#### [Collected data]
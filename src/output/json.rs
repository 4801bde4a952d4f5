//! JSON output formatting
//!
//! One report per run: configuration echo, the coordinator's estimate and its
//! distance from π, and per-rank partial sums.

use crate::coordinator::Reduction;
use crate::reducer::Contribution;
use anyhow::{Context, Result};
use serde::{Deserialize, Serialize};
use std::fs::File;
use std::io::{BufWriter, Write};
use std::path::Path;
use std::time::Duration;

/// Duration with both microseconds and human-readable format
#[derive(Debug, Clone, Serialize, Deserialize)]
pub struct JsonDuration {
    pub micros: u64,
    pub human: String,
}

impl JsonDuration {
    pub fn from_duration(d: Duration) -> Self {
        let micros = d.as_micros() as u64;
        let human = format_duration_human(d);
        Self { micros, human }
    }
}

/// Complete run report
#[derive(Debug, Clone, Serialize, Deserialize)]
pub struct JsonReport {
    pub version: String,
    /// RFC 3339 UTC time the report was produced
    pub timestamp: String,
    pub hostname: String,
    pub total_size: u64,
    pub workers: usize,
    pub coordinator: usize,
    pub sampling: String,
    pub backend: String,
    pub estimate: f64,
    /// |estimate - π|
    pub abs_error: f64,
    pub samples_per_worker: u64,
    pub dropped_remainder: u64,
    pub elapsed: JsonDuration,
    pub partials: Vec<Contribution>,
}

impl JsonReport {
    pub fn from_reduction(reduction: &Reduction) -> Self {
        Self {
            version: env!("CARGO_PKG_VERSION").to_string(),
            timestamp: chrono::Utc::now().to_rfc3339(),
            hostname: node_hostname(),
            total_size: reduction.total_size,
            workers: reduction.num_workers,
            coordinator: reduction.coordinator_rank,
            sampling: reduction.sampling.to_string(),
            backend: reduction.backend.to_string(),
            estimate: reduction.estimate,
            abs_error: (reduction.estimate - std::f64::consts::PI).abs(),
            samples_per_worker: reduction.samples_per_worker,
            dropped_remainder: reduction.dropped_remainder,
            elapsed: JsonDuration::from_duration(reduction.elapsed),
            partials: reduction.contributions.clone(),
        }
    }
}

fn node_hostname() -> String {
    hostname::get()
        .map(|h| h.to_string_lossy().into_owned())
        .unwrap_or_else(|_| "unknown".to_string())
}

/// Write the report for `reduction` to `output_path`
pub fn write_json_output(output_path: &Path, reduction: &Reduction, pretty: bool) -> Result<()> {
    let report = JsonReport::from_reduction(reduction);
    let file = File::create(output_path)
        .with_context(|| format!("Failed to create JSON output: {}", output_path.display()))?;
    let mut writer = BufWriter::new(file);

    if pretty {
        serde_json::to_writer_pretty(&mut writer, &report)?;
    } else {
        serde_json::to_writer(&mut writer, &report)?;
    }
    writer
        .flush()
        .with_context(|| format!("Failed to write JSON output: {}", output_path.display()))?;

    Ok(())
}

/// Format duration in human-readable format
fn format_duration_human(d: Duration) -> String {
    let micros = d.as_micros() as u64;

    if micros < 1000 {
        format!("{}µs", micros)
    } else if micros < 1_000_000 {
        format!("{:.3}ms", micros as f64 / 1000.0)
    } else if micros < 60_000_000 {
        format!("{:.3}s", micros as f64 / 1_000_000.0)
    } else {
        format!("{:.2}m", micros as f64 / 60_000_000.0)
    }
}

#### [Work to be completed]
The reply should consist solely of the lines of the data, exact, from the opening line through the line with "use std::fs::File;", inclusive.

#### [Your response]
filename src/output/json.rs
repository 4801bde4a952d4f5
//! JSON output formatting
//!
//! One report per run: configuration echo, the coordinator's estimate and its
//! distance from π, and per-rank partial sums.

use crate::coordinator::Reduction;
use crate::reducer::Contribution;
use anyhow::{Context, Result};
use serde::{Deserialize, Serialize};
use std::fs::File;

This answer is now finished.